(The following article is from the August 1-31, 2007 issue of People's Voice, Canada's leading communist newspaper. Articles can be reprinted free if the source is credited. Subscription rates in Canada: $25/year, or $12 low income rate; for U.S. readers - $25 US per year; other overseas readers - $25 US or $35 CDN per year. Send to: People's Voice, c/o PV Business Manager, 133 Herkimer St. Unit 502, Hamilton, ON, L8P 2H3.)
By Karin Larsen, Hamilton
Imperialism, the dominant socio-economic system, parasitically exploits the Earth and all her species. The times of great ice storms, hurricanes, melting of ancient glaciers and droughts has provoked even scientists in the service of the empire to recognize that a parasite will die if it kills its host.
While the bourgeois media and state infrastructure bicker over the accounting costs of responsibility for implementing even the most anemic of regulations, working class citizens of all colours, cultures and ancestry are moving away from the destructive behaviours we acknowledge within the present socio-economic conditions.
The recent Haudenosaunee Environmental Forum, held at Six Nations Polytech, brought together voices from the Amazon Conservation Team (ACT), the Haudenosaunee Confederacy, the Grand River Conservation Authority and the Six Nations Band Council in a call for unity in action.
Since initiating the land reclamation of the small patch of land between the Six Nations Reserve and the suburban town of Caledonia, since the infamous OPP attack which drew broad and distant pledges of solidarity with our brothers and sisters on the front line, the bourgeois media have bombarded workers with the message that our wage dependency, in this period of constructed job loss, requires us to do anything that might bolster this rapacious "development" driven economy.
At the forum, the two presenting organizations funded by the Canadian state offered solid facts and figures identifying specific problems with waste management and water safety, accompanied by specific local actions to stem the tide of destruction.
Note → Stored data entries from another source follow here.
//! Application configuration management.
//!
//! Configuration is read from `~/.config/evcharge/config.json` when present,
//! then overridden by `EVCHARGE_*` environment variables. Every field has a
//! default matching the TDX reference deployment, so an empty file (or no
//! file) plus a client id and secret is a working setup.

use std::collections::HashSet;
use std::fmt;
use std::path::{Path, PathBuf};
use std::time::Duration;

use anyhow::{Context, Result};
use serde::{Deserialize, Serialize};
use thiserror::Error;
use tracing::debug;

use crate::auth::SecretStore;
use crate::auth::token::TOKEN_CACHE_KEY;
use crate::models::region::city_endpoint;
use crate::models::{default_regions, Region, RegionSet};

/// Application name used for the config directory path
const APP_NAME: &str = "evcharge";

/// Config file name
const CONFIG_FILE: &str = "config.json";

pub const DEFAULT_AUTH_URL: &str =
    "https://tdx.transportdata.tw/auth/realms/TDXConnect/protocol/openid-connect/token";
pub const DEFAULT_API_BASE_URL: &str = "https://tdx.transportdata.tw/api/basic/v1/EV/ChargingPoint";

const ENV_CLIENT_ID: &str = "EVCHARGE_CLIENT_ID";
const ENV_CLIENT_SECRET: &str = "EVCHARGE_CLIENT_SECRET";
const ENV_AUTH_URL: &str = "EVCHARGE_AUTH_URL";
const ENV_API_BASE_URL: &str = "EVCHARGE_API_BASE_URL";

#[derive(Error, Debug, PartialEq)]
pub enum ConfigError {
    #[error("No client id configured (set EVCHARGE_CLIENT_ID or client_id in the config file)")]
    MissingClientId,

    #[error("No client secret for {0} (set EVCHARGE_CLIENT_SECRET or run `evcharge login`)")]
    MissingClientSecret(String),

    #[error("Invalid value for {field}: {reason}")]
    InvalidValue { field: &'static str, reason: String },

    #[error("Region {0:?} is defined more than once")]
    DuplicateRegion(String),
}

/// A region entry as written in the config file.
///
/// `endpoint` overrides the URL derived from `api_base_url` and `code`.
#[derive(Debug, Clone, PartialEq, Serialize, Deserialize)]
pub struct RegionConfig {
    pub name: String,
    pub code: String,
    pub latitude: f64,
    pub longitude: f64,
    #[serde(default, skip_serializing_if = "Option::is_none")]
    pub endpoint: Option<String>,
}

/// Application id and secret for the client-credentials exchange.
#[derive(Clone, PartialEq, Eq)]
pub struct ClientCredentials {
    pub client_id: String,
    pub client_secret: String,
}

impl fmt::Debug for ClientCredentials {
    fn fmt(&self, f: &mut fmt::Formatter<'_>) -> fmt::Result {
        f.debug_struct("ClientCredentials")
            .field("client_id", &self.client_id)
            .field("client_secret", &"****")
            .finish()
    }
}

#[derive(Debug, Clone, Serialize, Deserialize)]
#[serde(default)]
pub struct Config {
    pub client_id: Option<String>,
    /// Never written back to disk; prefer the keychain or the environment.
    #[serde(skip_serializing)]
    pub client_secret: Option<String>,
    pub auth_url: String,
    pub api_base_url: String,
    /// `$top` value sent with every region request.
    pub page_size: u32,
    /// Empty means the six default cities.
    pub regions: Vec<RegionConfig>,
    pub cache_capacity: usize,
    pub cache_ttl_secs: u64,
    pub max_attempts: u32,
    pub retry_backoff_ms: u64,
    pub request_timeout_secs: u64,
}

impl Default for Config {
    fn default() -> Self {
        Self {
            client_id: None,
            client_secret: None,
            auth_url: DEFAULT_AUTH_URL.to_string(),
            api_base_url: DEFAULT_API_BASE_URL.to_string(),
            page_size: 30,
            regions: Vec::new(),
            cache_capacity: 100,
            cache_ttl_secs: 600,
            max_attempts: 3,
            retry_backoff_ms: 2000,
            request_timeout_secs: 10,
        }
    }
}

impl Config {
    /// Load from `path`, falling back to defaults when the file is absent.
    pub fn load_from(path: &Path) -> Result<Self> {
        if path.exists() {
            let contents = std::fs::read_to_string(path)
                .with_context(|| format!("Failed to read config file {}", path.display()))?;
            let config = serde_json::from_str(&contents)
                .with_context(|| format!("Failed to parse config file {}", path.display()))?;
            debug!(path = %path.display(), "Loaded config");
            Ok(config)
        } else {
            debug!(path = %path.display(), "No config file, using defaults");
            Ok(Self::default())
        }
    }

    /// Write the config to `path`. The client secret is never written.
    pub fn save_to(&self, path: &Path) -> Result<()> {
        if let Some(parent) = path.parent() {
            std::fs::create_dir_all(parent)
                .with_context(|| format!("Failed to create {}", parent.display()))?;
        }
        let contents = serde_json::to_string_pretty(self)?;
        std::fs::write(path, contents)
            .with_context(|| format!("Failed to write config file {}", path.display()))?;
        debug!(path = %path.display(), "Saved config");
        Ok(())
    }

    pub fn config_path() -> Result<PathBuf> {
        let config_dir = dirs::config_dir()
            .ok_or_else(|| anyhow::anyhow!("Could not find config directory"))?;
        Ok(config_dir.join(APP_NAME).join(CONFIG_FILE))
    }

    /// Apply `EVCHARGE_*` overrides from the process environment.
    pub fn apply_env(&mut self) {
        self.apply_overrides(|key| std::env::var(key).ok());
    }

    fn apply_overrides(&mut self, lookup: impl Fn(&str) -> Option<String>) {
        let lookup = |key: &str| lookup(key).filter(|v| !v.trim().is_empty());
        if let Some(id) = lookup(ENV_CLIENT_ID) {
            self.client_id = Some(id);
        }
        if let Some(secret) = lookup(ENV_CLIENT_SECRET) {
            self.client_secret = Some(secret);
        }
        if let Some(url) = lookup(ENV_AUTH_URL) {
            self.auth_url = url;
        }
        if let Some(url) = lookup(ENV_API_BASE_URL) {
            self.api_base_url = url;
        }
    }

    /// Check structural constraints. Credentials are checked separately by
    /// [`Config::credentials`] since some commands run without them.
    pub fn validate(&self) -> Result<(), ConfigError> {
        let invalid = |field, reason: &str| ConfigError::InvalidValue {
            field,
            reason: reason.to_string(),
        };
        if self.cache_capacity == 0 {
            return Err(invalid("cache_capacity", "must be at least 1"));
        }
        if self.cache_ttl_secs == 0 {
            return Err(invalid("cache_ttl_secs", "must be at least 1"));
        }
        if self.max_attempts == 0 {
            return Err(invalid("max_attempts", "must be at least 1"));
        }
        if self.request_timeout_secs == 0 {
            return Err(invalid("request_timeout_secs", "must be at least 1"));
        }
        if self.page_size == 0 {
            return Err(invalid("page_size", "must be at least 1"));
        }
        if self.auth_url.trim().is_empty() {
            return Err(invalid("auth_url", "must not be empty"));
        }

        let mut seen = HashSet::new();
        for region in &self.regions {
            if region.code.eq_ignore_ascii_case(TOKEN_CACHE_KEY) {
                return Err(invalid("regions", "code collides with the token cache key"));
            }
            if region.name.trim().is_empty() || region.code.trim().is_empty() {
                return Err(invalid("regions", "name and code must not be empty"));
            }
            for id in [region.name.clone(), region.code.to_ascii_lowercase()] {
                if !seen.insert(id.clone()) {
                    return Err(ConfigError::DuplicateRegion(id));
                }
            }
        }
        Ok(())
    }

    /// Resolve client id and secret. The secret comes from the config or
    /// environment first, then from the OS keychain.
    pub fn credentials(&self) -> Result<ClientCredentials, ConfigError> {
        let client_id = self
            .client_id
            .clone()
            .filter(|id| !id.trim().is_empty())
            .ok_or(ConfigError::MissingClientId)?;

        let client_secret = match self.client_secret.clone().filter(|s| !s.is_empty()) {
            Some(secret) => secret,
            None => SecretStore::get_secret(&client_id).map_err(|e| {
                debug!(error = %e, "No secret in keychain");
                ConfigError::MissingClientSecret(client_id.clone())
            })?,
        };

        Ok(ClientCredentials {
            client_id,
            client_secret,
        })
    }

    /// The configured regions with endpoints resolved.
    pub fn region_set(&self) -> RegionSet {
        if self.regions.is_empty() {
            return RegionSet::new(default_regions(&self.api_base_url, self.page_size));
        }
        let regions = self
            .regions
            .iter()
            .map(|rc| Region {
                name: rc.name.clone(),
                code: rc.code.clone(),
                latitude: rc.latitude,
                longitude: rc.longitude,
                endpoint: rc
                    .endpoint
                    .clone()
                    .unwrap_or_else(|| city_endpoint(&self.api_base_url, &rc.code, self.page_size)),
            })
            .collect();
        RegionSet::new(regions)
    }

    pub fn cache_ttl(&self) -> Duration {
        Duration::from_secs(self.cache_ttl_secs)
    }

    pub fn retry_backoff(&self) -> Duration {
        Duration::from_millis(self.retry_backoff_ms)
    }

    pub fn request_timeout(&self) -> Duration {
        Duration::from_secs(self.request_timeout_secs)
    }
}

#[cfg(test)]
mod tests {
    use super::*;
    use std::collections::HashMap;

    fn region(name: &str, code: &str) -> RegionConfig {
        RegionConfig {
            name: name.to_string(),
            code: code.to_string(),
            latitude: 25.0,
            longitude: 121.5,
            endpoint: None,
        }
    }

    #[test]
    fn test_defaults() {
        let config = Config::default();
        assert_eq!(config.cache_capacity, 100);
        assert_eq!(config.cache_ttl(), Duration::from_secs(600));
        assert_eq!(config.max_attempts, 3);
        assert_eq!(config.retry_backoff(), Duration::from_secs(2));
        assert!(config.validate().is_ok());
        assert_eq!(config.region_set().len(), 6);
    }

    #[test]
    fn test_parse_partial_file() {
        let json = r#"{"client_id": "app-1", "cache_ttl_secs": 60, "page_size": 50}"#;
        let config: Config = serde_json::from_str(json).expect("Failed to parse partial config");
        assert_eq!(config.client_id.as_deref(), Some("app-1"));
        assert_eq!(config.cache_ttl_secs, 60);
        assert_eq!(config.max_attempts, 3);

        let taipei = config.region_set();
        let taipei = taipei.resolve("Taipei").expect("default region present");
        assert!(taipei.endpoint.ends_with("/City/Taipei?$top=50&$format=JSON"));
    }

    #[test]
    fn test_load_from_missing_file_uses_defaults() {
        let path = std::env::temp_dir().join("evcharge-test-does-not-exist/config.json");
        let config = Config::load_from(&path).expect("missing file should not fail");
        assert_eq!(config.auth_url, DEFAULT_AUTH_URL);
    }

    #[test]
    fn test_save_to_then_load_from() {
        let dir = std::env::temp_dir().join(format!("evcharge-config-test-{}", std::process::id()));
        let path = dir.join("nested").join("config.json");
        let config = Config {
            client_id: Some("saved-id".to_string()),
            client_secret: Some("s3cret".to_string()),
            cache_ttl_secs: 120,
            ..Config::default()
        };
        config.save_to(&path).expect("Failed to save config");

        let written = std::fs::read_to_string(&path).expect("config file written");
        assert!(!written.contains("s3cret"));

        let loaded = Config::load_from(&path).expect("Failed to load saved config");
        assert_eq!(loaded.client_id.as_deref(), Some("saved-id"));
        assert_eq!(loaded.client_secret, None);
        assert_eq!(loaded.cache_ttl_secs, 120);

        let _ = std::fs::remove_dir_all(&dir);
    }

    #[test]
    fn test_secret_never_serialized() {
        let config = Config {
            client_secret: Some("s3cret".to_string()),
            ..Config::default()
        };
        let json = serde_json::to_string(&config).expect("Failed to serialize config");
        assert!(!json.contains("s3cret"));
    }

    #[test]
    fn test_env_overrides() {
        let env: HashMap<&str, &str> = [
            (ENV_CLIENT_ID, "env-id"),
            (ENV_CLIENT_SECRET, "env-secret"),
            (ENV_API_BASE_URL, "http://localhost:9999"),
            (ENV_AUTH_URL, "  "),
        ]
        .into_iter()
        .collect();

        let mut config = Config::default();
        config.apply_overrides(|key| env.get(key).map(|v| v.to_string()));
        assert_eq!(config.client_id.as_deref(), Some("env-id"));
        assert_eq!(config.api_base_url, "http://localhost:9999");
        // Blank values are ignored
        assert_eq!(config.auth_url, DEFAULT_AUTH_URL);

        let creds = config.credentials().expect("credentials from env");
        assert_eq!(creds.client_secret, "env-secret");
        assert!(!format!("{:?}", creds).contains("env-secret"));
    }

    #[test]
    fn test_missing_client_id() {
        let config = Config::default();
        assert_eq!(config.credentials(), Err(ConfigError::MissingClientId));
    }

    #[test]
    fn test_validate_rejects_bad_values() {
        let config = Config {
            cache_capacity: 0,
            ..Config::default()
        };
        assert!(matches!(
            config.validate(),
            Err(ConfigError::InvalidValue { field: "cache_capacity", .. })
        ));

        let config = Config {
            max_attempts: 0,
            ..Config::default()
        };
        assert!(matches!(
            config.validate(),
            Err(ConfigError::InvalidValue { field: "max_attempts", .. })
        ));
    }

    #[test]
    fn test_validate_regions() {
        let config = Config {
            regions: vec![region("台北市", "Taipei"), region("臺北市", "TAIPEI")],
            ..Config::default()
        };
        assert_eq!(
            config.validate(),
            Err(ConfigError::DuplicateRegion("taipei".to_string()))
        );

        let config = Config {
            regions: vec![region("Token", "access_token")],
            ..Config::default()
        };
        assert!(config.validate().is_err());
    }

    #[test]
    fn test_region_endpoint_override() {
        let mut custom = region("測試市", "Test");
        custom.endpoint = Some("http://localhost:1/custom".to_string());
        let config = Config {
            regions: vec![custom, region("台南市", "Tainan")],
            ..Config::default()
        };
        let set = config.region_set();
        assert_eq!(set.len(), 2);
        assert_eq!(
            set.resolve("Test").map(|r| r.endpoint.as_str()),
            Some("http://localhost:1/custom")
        );

        let expected = format!("{}/City/Tainan?$top=30&$format=JSON", DEFAULT_API_BASE_URL);
        assert_eq!(
            set.resolve("台南市").map(|r| r.endpoint.as_str()),
            Some(expected.as_str())
        );
    }
}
Yet their message remained couched in defeatism, a mindset that we will have to respectfully challenge as we struggle for a united front.
Incisive speeches from members of the ACT, which works with Indigenous people in conserving biodiversity, health and culture in tropical America, and the Haudenosaunee Confederacy, spoke to the need to marry twenty-first century scientific technology with ancestral wisdom of this land that too many still call the New World.
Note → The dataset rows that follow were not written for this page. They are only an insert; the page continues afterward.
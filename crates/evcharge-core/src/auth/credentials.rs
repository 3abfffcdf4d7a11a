use anyhow::{Context, Result};
use keyring::Entry;

const SERVICE_NAME: &str = "evcharge";

/// Application secrets in the OS keychain, one entry per client id.
///
/// Used when the secret is not supplied through the config file or the
/// environment.
pub struct SecretStore;

impl SecretStore {
    fn entry(client_id: &str) -> Result<Entry> {
        Entry::new(SERVICE_NAME, client_id)
            .with_context(|| format!("Failed to open keyring entry for {}", client_id))
    }

    pub fn store(client_id: &str, secret: &str) -> Result<()> {
        Self::entry(client_id)?
            .set_password(secret)
            .context("Failed to store client secret in keychain")
    }

    pub fn get_secret(client_id: &str) -> Result<String> {
        Self::entry(client_id)?
            .get_password()
            .context("Failed to retrieve client secret from keychain")
    }

    pub fn delete(client_id: &str) -> Result<()> {
        Self::entry(client_id)?
            .delete_credential()
            .context("Failed to delete client secret from keychain")
    }

    pub fn has_secret(client_id: &str) -> bool {
        Self::get_secret(client_id).is_ok()
    }
}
Organized by the Public Awareness and Education Side-table, part of the Confederacy/Canada negotiations, the Indigenous Elders and Youth Council, and the McMaster University Indigenous Studies Department, the Forum discussed the pressing need for building the same level of love that many Canadians have for the Amazon and directing it towards the reforestation of the Carolinian Forest.
Looking at computer images of the Americas taken from on high (Google Earth) we can see that the Six Nations Reserve is a small patch of dark green surrounded by yellow crop land, which itself is being lost to the expanding grey concrete jungle. This surviving square of the Carolinian Forest is a home for animals, food and medicine plants that once grew along eastern North America, 80% of which has been destroyed but can and must be brought back. Today 25% of Canada's population lives on the filled swamplands and clear-cut woodlands of the Carolinian Forest. We, in the cities especially, must take up the responsibility of learning to respect, restore and live in harmony with our natural world.
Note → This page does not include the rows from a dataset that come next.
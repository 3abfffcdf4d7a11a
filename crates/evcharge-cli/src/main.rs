//! evcharge - command-line access to Taiwan EV charging-point data.
//!
//! Wires one shared cache into the credential manager and region fetcher,
//! then prints records or rate summaries for the requested regions.

use std::io;
use std::path::{Path, PathBuf};
use std::sync::Arc;

use anyhow::{Context, Result};
use clap::{Parser, Subcommand};
use tracing::{info, warn};
use tracing_appender::non_blocking::WorkerGuard;
use tracing_subscriber::{fmt, prelude::*, EnvFilter};

use evcharge_core::summary::RateStats;
use evcharge_core::{
    shared_cache, CacheValue, ChargingPoint, Config, RegionFetcher, RegionSummary, SecretStore,
};

/// Log file name prefix inside `--log-file`
const LOG_FILE_PREFIX: &str = "evcharge.log";

#[derive(Parser)]
#[command(name = "evcharge", version, about = "Taiwan EV charging-point data from the TDX API")]
struct Cli {
    /// Config file (default: ~/.config/evcharge/config.json)
    #[arg(long, global = true)]
    config: Option<PathBuf>,

    /// Also write logs to a daily rolling file in this directory
    #[arg(long, global = true, value_name = "DIR")]
    log_file: Option<PathBuf>,

    /// Print the cache contents before exiting
    #[arg(long, global = true)]
    show_cache: bool,

    #[command(subcommand)]
    command: Command,
}

#[derive(Subcommand)]
enum Command {
    /// List configured regions
    Regions,
    /// Print the charging points of one region
    Fetch {
        region: String,
        #[arg(long)]
        json: bool,
    },
    /// Summarize billing rates for one region, or all of them
    Summary {
        #[arg(required_unless_present = "all")]
        region: Option<String>,
        #[arg(long, conflicts_with = "region")]
        all: bool,
        #[arg(long)]
        json: bool,
    },
    /// Check that an access token can be obtained
    Token,
    /// Store the client secret in the OS keychain
    Login {
        #[arg(long)]
        client_id: String,
    },
    /// Remove the client secret from the OS keychain
    Logout {
        #[arg(long)]
        client_id: String,
    },
}

/// Initialize the tracing subscriber for logging.
/// The returned guard must live until exit so buffered file logs are flushed.
fn init_tracing(log_dir: Option<&PathBuf>) -> Option<WorkerGuard> {
    // Use RUST_LOG env var to control log level (e.g., RUST_LOG=debug)
    let filter = EnvFilter::try_from_default_env().unwrap_or_else(|_| EnvFilter::new("warn"));

    let (file_layer, guard) = match log_dir {
        Some(dir) => {
            let appender = tracing_appender::rolling::daily(dir, LOG_FILE_PREFIX);
            let (writer, guard) = tracing_appender::non_blocking(appender);
            (
                Some(fmt::layer().with_writer(writer).with_ansi(false)),
                Some(guard),
            )
        }
        None => (None, None),
    };

    tracing_subscriber::registry()
        .with(fmt::layer().with_writer(io::stderr))
        .with(file_layer)
        .with(filter)
        .init();

    guard
}

fn load_config(path: &Path) -> Result<Config> {
    let mut config = Config::load_from(path)?;
    config.apply_env();
    config.validate().context("Invalid configuration")?;
    Ok(config)
}

#[tokio::main]
async fn main() -> Result<()> {
    // Load .env file if present (silently ignore if not found)
    let _ = dotenvy::dotenv();

    let cli = Cli::parse();
    let _log_guard = init_tracing(cli.log_file.as_ref());
    info!("evcharge starting");

    let config_path = match cli.config {
        Some(path) => path,
        None => Config::config_path()?,
    };

    match cli.command {
        Command::Login { client_id } => login(&config_path, &client_id)?,
        Command::Logout { client_id } => {
            SecretStore::delete(&client_id)?;
            println!("Removed secret for {}", client_id);
        }
        Command::Regions => print_regions(&load_config(&config_path)?),
        command => run_online(command, &load_config(&config_path)?, cli.show_cache).await?,
    }

    info!("evcharge done");
    Ok(())
}

/// Commands that talk to the API share one cache and one fetcher.
async fn run_online(command: Command, config: &Config, show_cache: bool) -> Result<()> {
    let fetcher = RegionFetcher::from_config(config, shared_cache(config))
        .context("Failed to set up region fetcher")?;

    match command {
        Command::Fetch { region, json } => {
            let records = fetcher.fetch(&region).await;
            print_records(&region, &records, json)?;
        }
        Command::Summary { region, all, json } => {
            let targets: Vec<(String, Arc<[ChargingPoint]>)> = if all {
                fetcher
                    .fetch_all()
                    .await
                    .into_iter()
                    .map(|(r, records)| (r.name, records))
                    .collect()
            } else {
                let region = region.unwrap_or_default();
                let records = fetcher.fetch(&region).await;
                vec![(region, records)]
            };
            for (name, records) in &targets {
                print_summary(name, &RegionSummary::from_records(records), json)?;
            }
        }
        Command::Token => {
            fetcher
                .credentials()
                .obtain_token()
                .await
                .context("No access token")?;
            println!("Access token obtained for {}", fetcher.credentials().client_id());
        }
        Command::Regions | Command::Login { .. } | Command::Logout { .. } => {}
    }

    if show_cache {
        print_cache(&fetcher);
    }
    Ok(())
}

fn print_regions(config: &Config) {
    for region in config.region_set().iter() {
        println!(
            "{:<10} {:<6} {:>9.4} {:>10.4}",
            region.code, region.name, region.latitude, region.longitude
        );
    }
}

/// Store the secret in the keychain and record `client_id` in the config
/// file so later runs find it without `EVCHARGE_CLIENT_ID`.
fn login(config_path: &Path, client_id: &str) -> Result<()> {
    let secret = rpassword::prompt_password(format!("Client secret for {}: ", client_id))
        .context("Failed to read client secret")?;
    if secret.trim().is_empty() {
        anyhow::bail!("Client secret must not be empty");
    }
    SecretStore::store(client_id, secret.trim())?;
    if !SecretStore::has_secret(client_id) {
        warn!(client_id, "Secret stored but could not be read back");
    }

    // Saved from the file contents alone so env overrides are not persisted
    let mut config = Config::load_from(config_path)?;
    if config.client_id.as_deref() != Some(client_id) {
        config.client_id = Some(client_id.to_string());
        config.save_to(config_path)?;
        info!(path = %config_path.display(), "Recorded client id in config");
    }
    println!("Stored secret for {}", client_id);
    Ok(())
}

fn print_records(region: &str, records: &[ChargingPoint], json: bool) -> Result<()> {
    if json {
        println!("{}", serde_json::to_string_pretty(records)?);
        return Ok(());
    }
    if records.is_empty() {
        println!("{}: no charging point data", region);
        return Ok(());
    }
    println!("{}: {} charging points", region, records.len());
    for record in records {
        println!("  {:<16} {}", record.station_display(), record.rate_display());
    }
    Ok(())
}

fn print_summary(region: &str, summary: &RegionSummary, json: bool) -> Result<()> {
    if json {
        let value = serde_json::json!({ "region": region, "summary": summary });
        println!("{}", serde_json::to_string_pretty(&value)?);
        return Ok(());
    }
    match summary {
        RegionSummary::NoData => println!("{}: no charging point data", region),
        RegionSummary::Unparseable => {
            println!("{}: charging point data could not be interpreted", region)
        }
        RegionSummary::Stats(stats) => print_stats(region, stats),
    }
    Ok(())
}

fn print_stats(region: &str, stats: &RateStats) {
    println!("{}", region);
    println!("  stations:       {}", stats.total_stations);
    println!("  billing rates:  {}", stats.distinct_rates);
    for share in &stats.distribution {
        println!(
            "  {:>5.1}%  {:>3}  {}",
            stats.fraction(share) * 100.0,
            share.count,
            share.label
        );
    }
}

fn print_cache(fetcher: &RegionFetcher) {
    let entries = fetcher.cache().entries(CacheValue::kind);
    eprintln!(
        "cache: {}/{} entries, ttl {}s",
        entries.len(),
        fetcher.cache().capacity(),
        fetcher.cache().ttl().as_secs()
    );
    for entry in entries {
        eprintln!(
            "  {:<14} {:<8} cached {:<9} expires in {}s",
            entry.key,
            entry.kind,
            entry.age_display(),
            entry.expires_in.as_secs()
        );
    }
}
The ACT presenters, who live in Colombia, explained that they, like the Haudenosaunee in Canada, have semi-autonomous reserves which they are in the process of expanding in a similar reclamation strategy. The next step, which will require the broad support of a united front, is to develop cultural and biological connectivity between these divided territories.
Anticipating the bourgeoisie's attempts to divide us, the forum was a reminder that if we want our future generations to live to build socialism, we must bring back the Carolinian Forest now.